What to do: From the data below, repeat exactly the lines from the line with "on one axis." to the line with "an empty iterator.", both included.

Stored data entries
- Opening Delimiter -
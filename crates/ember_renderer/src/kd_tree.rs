//! Per-object k-d tree over triangle indices.
//!
//! Nodes live in a flat arena and refer to their children by index. Splits
//! are made at the midpoint of the node's longest axis, and triangles that
//! straddle the split plane are duplicated into both children, so a triangle
//! index may appear in several leaves.

use ember_core::Mesh;
use ember_math::BoundingBox;

use crate::ray::is_degenerate;
use crate::Ray;

/// A node with this many triangles or fewer becomes a leaf.
pub const LEAF_TRIANGLE_THRESHOLD: usize = 20;

/// Depth at which splitting gives up, for sets that never separate.
const MAX_DEPTH: usize = 32;

/// Index of a node in the tree's arena.
#[derive(Debug, Clone, Copy, PartialEq, Eq)]
pub struct NodeId(u32);

impl NodeId {
    #[inline]
    fn index(self) -> usize {
        self.0 as usize
    }
}

#[derive(Debug, Clone)]
pub enum KdNodeKind {
    Leaf {
        triangles: Vec<u32>,
    },
    Split {
        axis: usize,
        split: f32,
        left: NodeId,
        right: NodeId,
    },
}

#[derive(Debug, Clone)]
pub struct KdNode {
    pub bounds: BoundingBox,
    pub kind: KdNodeKind,
}

/// K-d tree built once over one mesh's triangles.
#[derive(Debug, Clone)]
pub struct KdTree {
    nodes: Vec<KdNode>,
    root: NodeId,
    /// Zero-area triangles left out of every leaf.
    skipped: usize,
}

impl KdTree {
    /// Build the tree over every triangle of `mesh`.
    pub fn build(mesh: &Mesh) -> Self {
        let mut tree = Self {
            nodes: Vec::new(),
            root: NodeId(0),
            skipped: 0,
        };
        let (kept, skipped): (Vec<u32>, Vec<u32>) = (0..mesh.triangle_count() as u32)
            .partition(|&t| !is_degenerate(mesh.triangle_vertices(t as usize)));
        tree.skipped = skipped.len();
        if tree.skipped > 0 {
            log::warn!(
                "Mesh '{}': skipping {} degenerate triangle(s)",
                mesh.name,
                tree.skipped
            );
        }
        tree.root = tree.build_node(mesh, kept, mesh.bounds(), 0);

        log::debug!(
            "Built k-d tree for '{}': {} triangles, {} nodes, {} leaves, depth {}",
            mesh.name,
            mesh.triangle_count(),
            tree.node_count(),
            tree.leaf_count(),
            tree.depth()
        );
        tree
    }

    fn build_node(
        &mut self,
        mesh: &Mesh,
        triangles: Vec<u32>,
        bounds: BoundingBox,
        depth: usize,
    ) -> NodeId {
        if triangles.len() <= LEAF_TRIANGLE_THRESHOLD || depth >= MAX_DEPTH {
            return self.push(bounds, KdNodeKind::Leaf { triangles });
        }

        let axis = bounds.longest_axis();
        let split = bounds.center()[axis];

        let mut left = Vec::new();
        let mut right = Vec::new();
        for &triangle in &triangles {
            let coords = mesh
                .triangle_vertices(triangle as usize)
                .map(|v| v.position[axis]);
            let below = coords.iter().any(|&c| c < split);
            let above = coords.iter().any(|&c| c > split);
            // A vertex on the plane does not pull a triangle to that side;
            // only a triangle lying in the plane goes to both.
            if below || !above {
                left.push(triangle);
            }
            if above || !below {
                right.push(triangle);
            }
        }

        // The set cannot be separated here: one side kept everything, so its
        // box and the next split would repeat.
        if left.len() == triangles.len() || right.len() == triangles.len() {
            return self.push(bounds, KdNodeKind::Leaf { triangles });
        }

        let left_bounds = triangle_bounds(mesh, &left).unwrap_or(bounds);
        let right_bounds = triangle_bounds(mesh, &right).unwrap_or(bounds);
        let left = self.build_node(mesh, left, left_bounds, depth + 1);
        let right = self.build_node(mesh, right, right_bounds, depth + 1);

        self.push(
            bounds,
            KdNodeKind::Split {
                axis,
                split,
                left,
                right,
            },
        )
    }

    fn push(&mut self, bounds: BoundingBox, kind: KdNodeKind) -> NodeId {
        self.nodes.push(KdNode { bounds, kind });
        NodeId((self.nodes.len() - 1) as u32)
    }

    /// Intersect `ray` with the mesh this tree was built from.
    ///
    /// The ray's closest-hit record is updated in place. With `stop_at_first`
    /// the search returns as soon as any hit is recorded; otherwise the
    /// globally closest triangle is found. The tree itself is never modified.
    pub fn intersect(&self, mesh: &Mesh, ray: &mut Ray, stop_at_first: bool) -> bool {
        let root = &self.nodes[self.root.index()];
        match ray.intersect_box(&root.bounds) {
            Some(entry) if entry < ray.best_distance_squared() => {
                self.intersect_node(self.root, mesh, ray, stop_at_first)
            }
            _ => false,
        }
    }

    fn intersect_node(&self, id: NodeId, mesh: &Mesh, ray: &mut Ray, stop_at_first: bool) -> bool {
        match &self.nodes[id.index()].kind {
            KdNodeKind::Leaf { triangles } => {
                let mut hit = false;
                for &triangle in triangles {
                    let index = triangle as usize;
                    if ray.intersect_triangle(mesh.triangle_vertices(index), index) {
                        hit = true;
                        if stop_at_first {
                            return true;
                        }
                    }
                }
                hit
            }
            KdNodeKind::Split { left, right, .. } => {
                let left_entry = ray.intersect_box(&self.nodes[left.index()].bounds);
                let right_entry = ray.intersect_box(&self.nodes[right.index()].bounds);

                let mut order = [(*left, left_entry), (*right, right_entry)];
                if let (Some(l), Some(r)) = (left_entry, right_entry) {
                    if r < l {
                        order.swap(0, 1);
                    }
                } else if left_entry.is_none() {
                    order.swap(0, 1);
                }

                // Duplicated triangles make the children overlap, so a hit in
                // the nearer child does not end the search: the other child is
                // still visited while its box starts closer than the best hit.
                let mut hit = false;
                for (child, entry) in order {
                    let Some(entry) = entry else { continue };
                    if entry >= ray.best_distance_squared() {
                        continue;
                    }
                    if self.intersect_node(child, mesh, ray, stop_at_first) {
                        hit = true;
                        if stop_at_first {
                            return true;
                        }
                    }
                }
                hit
            }
        }
    }

    pub fn bounds(&self) -> BoundingBox {
        self.nodes[self.root.index()].bounds
    }

    pub fn root(&self) -> &KdNode {
        &self.nodes[self.root.index()]
    }

    pub fn node(&self, id: NodeId) -> &KdNode {
        &self.nodes[id.index()]
    }

    /// Number of zero-area triangles the tree leaves out.
    pub fn skipped_triangles(&self) -> usize {
        self.skipped
    }

    pub fn node_count(&self) -> usize {
        self.nodes.len()
    }

    pub fn leaf_count(&self) -> usize {
        self.nodes
            .iter()
            .filter(|n| matches!(n.kind, KdNodeKind::Leaf { .. }))
            .count()
    }

    /// Number of levels below and including the root.
    pub fn depth(&self) -> usize {
        self.depth_of(self.root)
    }

    fn depth_of(&self, id: NodeId) -> usize {
        match &self.nodes[id.index()].kind {
            KdNodeKind::Leaf { .. } => 1,
            KdNodeKind::Split { left, right, .. } => {
                1 + self.depth_of(*left).max(self.depth_of(*right))
            }
        }
    }

    /// Every triangle index stored in any leaf, duplicates included.
    pub fn leaf_triangles(&self) -> impl Iterator<Item = u32> + '_ {
        self.nodes.iter().flat_map(|node| match &node.kind {
            KdNodeKind::Leaf { triangles } => triangles.as_slice(),
            KdNodeKind::Split { .. } => &[],
        }
        .iter()
        .copied())
    }
}

fn triangle_bounds(mesh: &Mesh, triangles: &[u32]) -> Option<BoundingBox> {
    BoundingBox::from_points(triangles.iter().flat_map(|&t| {
        mesh.triangle_vertices(t as usize).map(|v| v.position)
    }))
}
//! Light visibility for shadowing.

use ember_core::{Light, ShadowMode, ShadowSettings};
use ember_math::directions::sample_disc;
use ember_math::Vec3;
use rand::RngCore;

use crate::RenderScene;

/// Fraction of `light` visible from `point`, in [0, 1].
///
/// Hard shadows trace a single ray to the light center. Soft shadows trace
/// `rays_per_light` rays to random points on the light's disc and return the
/// unblocked fraction; a light without a disc falls back to the hard test.
pub fn light_visibility(
    scene: &RenderScene,
    point: Vec3,
    light: &Light,
    settings: &ShadowSettings,
    rng: &mut dyn RngCore,
) -> f32 {
    match settings.mode {
        ShadowMode::None => 1.0,
        ShadowMode::Soft if light.is_area() && settings.rays_per_light > 0 => {
            let visible = (0..settings.rays_per_light)
                .filter(|_| {
                    let target = sample_disc(light.position, light.normal, light.radius, rng);
                    !scene.occluded(point, target)
                })
                .count();
            visible as f32 / settings.rays_per_light as f32
        }
        ShadowMode::Hard | ShadowMode::Soft => {
            if scene.occluded(point, light.position) {
                0.0
            } else {
                1.0
            }
        }
    }
}
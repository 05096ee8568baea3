use crate::Vec3;

/// Tolerance used when validating a slab hit against the other two axes.
///
/// Rays grazing an edge or a face land a hair outside the box after the
/// division, this absorbs that round-off.
pub const BOX_EPSILON: f32 = 1e-4;

/// Axis-aligned bounding box used by the k-d tree and the surfel octree.
///
/// Invariant: `min[i] <= max[i]` on every axis for any box built from at least
/// one point.
#[derive(Debug, Copy, Clone, PartialEq)]
pub struct BoundingBox {
    pub min: Vec3,
    pub max: Vec3,
}

/// Where the ray origin sits relative to the box span on one axis.
#[derive(Debug, Copy, Clone, PartialEq, Eq)]
enum Side {
    Left,
    Right,
    Inside,
}

impl BoundingBox {
    /// Create a box from two corners, sorting components so the invariant holds.
    pub fn new(a: Vec3, b: Vec3) -> Self {
        Self {
            min: a.min(b),
            max: a.max(b),
        }
    }

    /// Smallest box containing every point, `None` for an empty iterator.
    pub fn from_points<I>(points: I) -> Option<Self>
    where
        I: IntoIterator<Item = Vec3>,
    {
        let mut points = points.into_iter();
        let first = points.next()?;
        let mut bounds = Self {
            min: first,
            max: first,
        };
        for point in points {
            bounds.extend_to(point);
        }
        Some(bounds)
    }

    /// Grow the box so it contains `point`.
    pub fn extend_to(&mut self, point: Vec3) {
        self.min = self.min.min(point);
        self.max = self.max.max(point);
    }

    /// Smallest box containing both boxes.
    pub fn union(&self, other: &BoundingBox) -> BoundingBox {
        BoundingBox {
            min: self.min.min(other.min),
            max: self.max.max(other.max),
        }
    }

    /// Scale the box about its center.
    pub fn scale(&mut self, factor: f32) {
        let center = self.center();
        let half = self.half_extent() * factor.abs();
        self.min = center - half;
        self.max = center + half;
    }

    /// Grow every side by `margin`.
    pub fn pad(&self, margin: f32) -> BoundingBox {
        BoundingBox {
            min: self.min - Vec3::splat(margin),
            max: self.max + Vec3::splat(margin),
        }
    }

    pub fn translate(&self, offset: Vec3) -> BoundingBox {
        BoundingBox {
            min: self.min + offset,
            max: self.max + offset,
        }
    }

    pub fn center(&self) -> Vec3 {
        (self.min + self.max) * 0.5
    }

    pub fn extent(&self) -> Vec3 {
        self.max - self.min
    }

    fn half_extent(&self) -> Vec3 {
        self.extent() * 0.5
    }

    /// Inclusive containment test.
    pub fn contains(&self, point: Vec3) -> bool {
        point.cmpge(self.min).all() && point.cmple(self.max).all()
    }

    /// True if `other` lies entirely inside this box.
    pub fn contains_box(&self, other: &BoundingBox) -> bool {
        self.contains(other.min) && self.contains(other.max)
    }

    /// Axis with the longest extent (0=X, 1=Y, 2=Z).
    ///
    /// Ties are broken with the priority Z > Y > X.
    pub fn longest_axis(&self) -> usize {
        let e = self.extent();
        if e.z >= e.y && e.z >= e.x {
            2
        } else if e.y >= e.x {
            1
        } else {
            0
        }
    }

    /// Split at the midpoint into the eight octants.
    ///
    /// Octant `i` takes the upper half on X when bit 0 is set, on Y for bit 1
    /// and on Z for bit 2.
    pub fn octants(&self) -> [BoundingBox; 8] {
        let center = self.center();
        std::array::from_fn(|i| {
            let pick = |bit: usize, axis: usize| {
                if i & bit == 0 {
                    (self.min[axis], center[axis])
                } else {
                    (center[axis], self.max[axis])
                }
            };
            let (x0, x1) = pick(1, 0);
            let (y0, y1) = pick(2, 1);
            let (z0, z1) = pick(4, 2);
            BoundingBox {
                min: Vec3::new(x0, y0, z0),
                max: Vec3::new(x1, y1, z1),
            }
        })
    }

    /// Slab intersection of the ray `origin + t * direction`.
    ///
    /// Returns the origin itself when it lies inside the box, otherwise the
    /// entry point on the box surface, or `None` when the box is missed or lies
    /// behind the ray.
    pub fn intersect(&self, origin: Vec3, direction: Vec3) -> Option<Vec3> {
        let mut inside = true;
        let mut side = [Side::Inside; 3];
        let mut candidate = [0.0f32; 3];

        for axis in 0..3 {
            if origin[axis] < self.min[axis] {
                side[axis] = Side::Left;
                candidate[axis] = self.min[axis];
                inside = false;
            } else if origin[axis] > self.max[axis] {
                side[axis] = Side::Right;
                candidate[axis] = self.max[axis];
                inside = false;
            }
        }

        if inside {
            return Some(origin);
        }

        // Zero direction components never produce a candidate plane.
        let mut max_t = [-1.0f32; 3];
        for axis in 0..3 {
            if side[axis] != Side::Inside && direction[axis] != 0.0 {
                max_t[axis] = (candidate[axis] - origin[axis]) / direction[axis];
            }
        }

        let mut plane = 0;
        for axis in 1..3 {
            if max_t[axis] > max_t[plane] {
                plane = axis;
            }
        }

        if max_t[plane] < 0.0 {
            return None;
        }

        let mut hit = Vec3::ZERO;
        for axis in 0..3 {
            if axis == plane {
                hit[axis] = candidate[axis];
            } else {
                hit[axis] = origin[axis] + max_t[plane] * direction[axis];
                if hit[axis] < self.min[axis] - BOX_EPSILON
                    || hit[axis] > self.max[axis] + BOX_EPSILON
                {
                    return None;
                }
            }
        }

        Some(hit)
    }
}
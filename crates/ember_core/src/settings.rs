//! Runtime render parameters.
//!
//! Every group carries `#[serde(default)]`, so a settings file only needs to
//! mention what it changes.

use std::path::Path;

use ember_math::Color;
use serde::{Deserialize, Serialize};

use crate::error::SceneResult;

#[derive(Debug, Clone, Copy, PartialEq, Eq, Default, Serialize, Deserialize)]
#[serde(rename_all = "snake_case")]
pub enum AntialiasingKind {
    #[default]
    None,
    Uniform,
    Polygonal,
    Stochastic,
}

#[derive(Debug, Clone, Copy, PartialEq, Eq, Default, Serialize, Deserialize)]
#[serde(rename_all = "snake_case")]
pub enum ShadowMode {
    None,
    #[default]
    Hard,
    Soft,
}

#[derive(Debug, Clone, Copy, PartialEq, Eq, Default, Serialize, Deserialize)]
#[serde(rename_all = "snake_case")]
pub enum FocusKind {
    #[default]
    None,
    Uniform,
    Stochastic,
}

#[derive(Debug, Clone, PartialEq, Serialize, Deserialize)]
#[serde(default)]
pub struct AntialiasingSettings {
    pub kind: AntialiasingKind,
    pub rays_per_pixel: u32,
}

impl Default for AntialiasingSettings {
    fn default() -> Self {
        Self {
            kind: AntialiasingKind::None,
            rays_per_pixel: 4,
        }
    }
}

#[derive(Debug, Clone, PartialEq, Serialize, Deserialize)]
#[serde(default)]
pub struct ShadowSettings {
    pub mode: ShadowMode,
    /// Rays per light for soft shadows.
    pub rays_per_light: u32,
}

impl Default for ShadowSettings {
    fn default() -> Self {
        Self {
            mode: ShadowMode::Hard,
            rays_per_light: 16,
        }
    }
}

#[derive(Debug, Clone, PartialEq, Serialize, Deserialize)]
#[serde(default)]
pub struct AmbientOcclusionSettings {
    /// Zero disables ambient occlusion.
    pub rays_per_point: u32,
    pub max_angle_degrees: f32,
    pub radius: f32,
    pub intensity: f32,
    /// Output the occlusion term alone, as grey.
    pub only_ao: bool,
}

impl Default for AmbientOcclusionSettings {
    fn default() -> Self {
        Self {
            rays_per_point: 0,
            max_angle_degrees: 80.0,
            radius: 1.0,
            intensity: 1.0,
            only_ao: false,
        }
    }
}

#[derive(Debug, Clone, PartialEq, Serialize, Deserialize)]
#[serde(default)]
pub struct PathTracingSettings {
    /// Zero disables indirect lighting.
    pub max_depth: u32,
    pub rays_per_bounce: u32,
    pub max_angle_degrees: f32,
    pub intensity: f32,
    /// Output indirect light only.
    pub only_pt: bool,
}

impl Default for PathTracingSettings {
    fn default() -> Self {
        Self {
            max_depth: 0,
            rays_per_bounce: 8,
            max_angle_degrees: 80.0,
            intensity: 1.0,
            only_pt: false,
        }
    }
}

#[derive(Debug, Clone, PartialEq, Serialize, Deserialize)]
#[serde(default)]
pub struct FocusSettings {
    pub kind: FocusKind,
    pub rays_per_lens: u32,
    pub aperture: f32,
    /// Distance from the camera to the plane in perfect focus.
    pub focal_distance: f32,
}

impl Default for FocusSettings {
    fn default() -> Self {
        Self {
            kind: FocusKind::None,
            rays_per_lens: 4,
            aperture: 0.1,
            focal_distance: 5.0,
        }
    }
}

#[derive(Debug, Clone, PartialEq, Serialize, Deserialize)]
#[serde(default)]
pub struct MotionBlurSettings {
    pub frame_count: u32,
}

impl Default for MotionBlurSettings {
    fn default() -> Self {
        Self { frame_count: 4 }
    }
}

#[derive(Debug, Clone, PartialEq, Serialize, Deserialize)]
#[serde(default)]
pub struct PointGiSettings {
    pub enabled: bool,
    /// Cube-face grid resolution used when shooting surfels from each light.
    pub light_resolution: u32,
    /// Cube-face grid resolution used when gathering at a shading point.
    pub gather_resolution: u32,
    /// Longest gather ray.
    pub max_distance: f32,
}

impl Default for PointGiSettings {
    fn default() -> Self {
        Self {
            enabled: false,
            light_resolution: 64,
            gather_resolution: 4,
            max_distance: 10.0,
        }
    }
}

#[derive(Debug, Clone, PartialEq, Serialize, Deserialize)]
#[serde(default)]
pub struct MirrorSettings {
    /// Reflection/refraction bounces before falling back to the background.
    pub max_depth: u32,
}

impl Default for MirrorSettings {
    fn default() -> Self {
        Self { max_depth: 8 }
    }
}

#[derive(Debug, Clone, PartialEq, Serialize, Deserialize)]
#[serde(default)]
pub struct ProgressSettings {
    pub min_percent_delta: f32,
    pub min_interval_ms: u64,
}

impl Default for ProgressSettings {
    fn default() -> Self {
        Self {
            min_percent_delta: 1.0,
            min_interval_ms: 250,
        }
    }
}

/// The full configuration surface of a render.
#[derive(Debug, Clone, PartialEq, Serialize, Deserialize)]
#[serde(default)]
pub struct RenderSettings {
    pub antialiasing: AntialiasingSettings,
    pub shadow: ShadowSettings,
    pub ambient_occlusion: AmbientOcclusionSettings,
    pub path_tracing: PathTracingSettings,
    pub focus: FocusSettings,
    pub motion_blur: MotionBlurSettings,
    pub point_gi: PointGiSettings,
    pub mirror: MirrorSettings,
    pub progress: ProgressSettings,
    pub background: Color,
    /// Fixed seed for reproducible stochastic sampling.
    pub seed: Option<u64>,
}

impl Default for RenderSettings {
    fn default() -> Self {
        Self {
            antialiasing: AntialiasingSettings::default(),
            shadow: ShadowSettings::default(),
            ambient_occlusion: AmbientOcclusionSettings::default(),
            path_tracing: PathTracingSettings::default(),
            focus: FocusSettings::default(),
            motion_blur: MotionBlurSettings::default(),
            point_gi: PointGiSettings::default(),
            mirror: MirrorSettings::default(),
            progress: ProgressSettings::default(),
            background: Color::ZERO,
            seed: None,
        }
    }
}

impl RenderSettings {
    pub fn from_json_str(json: &str) -> SceneResult<Self> {
        Ok(serde_json::from_str(json)?)
    }

    pub fn load(path: impl AsRef<Path>) -> SceneResult<Self> {
        let text = std::fs::read_to_string(path.as_ref())?;
        let settings = Self::from_json_str(&text)?;
        log::debug!("Loaded render settings from {}", path.as_ref().display());
        Ok(settings)
    }

    pub fn to_json(&self) -> SceneResult<String> {
        Ok(serde_json::to_string_pretty(self)?)
    }
}

#[cfg(test)]
mod tests {
    use super::*;

    #[test]
    fn test_partial_json_uses_defaults() {
        let settings = RenderSettings::from_json_str(
            r#"{
                "antialiasing": { "kind": "stochastic" },
                "shadow": { "mode": "soft", "rays_per_light": 32 },
                "background": [0.2, 0.3, 0.4]
            }"#,
        )
        .unwrap();

        assert_eq!(settings.antialiasing.kind, AntialiasingKind::Stochastic);
        assert_eq!(settings.antialiasing.rays_per_pixel, 4);
        assert_eq!(settings.shadow.mode, ShadowMode::Soft);
        assert_eq!(settings.shadow.rays_per_light, 32);
        assert_eq!(settings.background, Color::new(0.2, 0.3, 0.4));
        assert_eq!(settings.motion_blur, MotionBlurSettings::default());
    }

    #[test]
    fn test_json_roundtrip_preserves_settings() {
        let mut settings = RenderSettings::default();
        settings.focus.kind = FocusKind::Uniform;
        settings.seed = Some(42);

        let json = settings.to_json().unwrap();
        assert_eq!(RenderSettings::from_json_str(&json).unwrap(), settings);
    }

    #[test]
    fn test_invalid_json_is_reported() {
        let err = RenderSettings::from_json_str(r#"{ "shadow": { "mode": "fuzzy" } }"#).unwrap_err();
        assert!(matches!(err, crate::SceneError::Settings(_)));
    }
}
use ember_math::{Color, Vec3};

use crate::Ray;

/// A lit surface patch stored as a disc.
#[derive(Debug, Clone, Copy, PartialEq)]
pub struct Surfel {
    pub position: Vec3,
    pub normal: Vec3,
    pub radius: f32,
    /// Direct diffuse lighting integrated over the patch.
    pub color: Color,
    /// Scene object the patch was sampled from.
    pub object: Option<usize>,
}

impl Surfel {
    pub fn new(position: Vec3, normal: Vec3, radius: f32, color: Color) -> Self {
        Self {
            position,
            normal: normal.normalize_or_zero(),
            radius,
            color,
            object: None,
        }
    }

    pub fn with_object(mut self, object: Option<usize>) -> Self {
        self.object = object;
        self
    }

    /// Distance along `ray` to this surfel's disc.
    #[inline]
    pub fn intersect(&self, ray: &Ray) -> Option<f32> {
        ray.intersect_disc(self.position, self.normal, self.radius)
    }
}

#[cfg(test)]
mod tests {
    use super::*;

    #[test]
    fn test_disc_is_two_sided() {
        let surfel = Surfel::new(Vec3::ZERO, Vec3::Z, 0.5, Color::ONE);

        let from_above = Ray::new(Vec3::new(0.2, 0.0, 3.0), -Vec3::Z);
        let from_below = Ray::new(Vec3::new(0.2, 0.0, -3.0), Vec3::Z);
        assert!((surfel.intersect(&from_above).unwrap() - 3.0).abs() < 1e-5);
        assert!((surfel.intersect(&from_below).unwrap() - 3.0).abs() < 1e-5);
    }

    #[test]
    fn test_disc_edge_and_parallel() {
        let surfel = Surfel::new(Vec3::ZERO, Vec3::Z, 0.5, Color::ONE);

        assert!(surfel.intersect(&Ray::new(Vec3::new(0.6, 0.0, 3.0), -Vec3::Z)).is_none());
        assert!(surfel.intersect(&Ray::new(Vec3::new(-3.0, 0.0, 0.0), Vec3::X)).is_none());
    }
}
- Closing Delimiter -
Result for this exercise:
/// Where the ray origin sits relative to the box span on one axis.
#[derive(Debug, Copy, Clone, PartialEq, Eq)]
enum Side {
    Left,
    Right,
    Inside,
}

impl BoundingBox {
    /// Create a box from two corners, sorting components so the invariant holds.
    pub fn new(a: Vec3, b: Vec3) -> Self {
        Self {
            min: a.min(b),
            max: a.max(b),
        }
    }

    /// Smallest box containing every point, `None` for an empty iterator.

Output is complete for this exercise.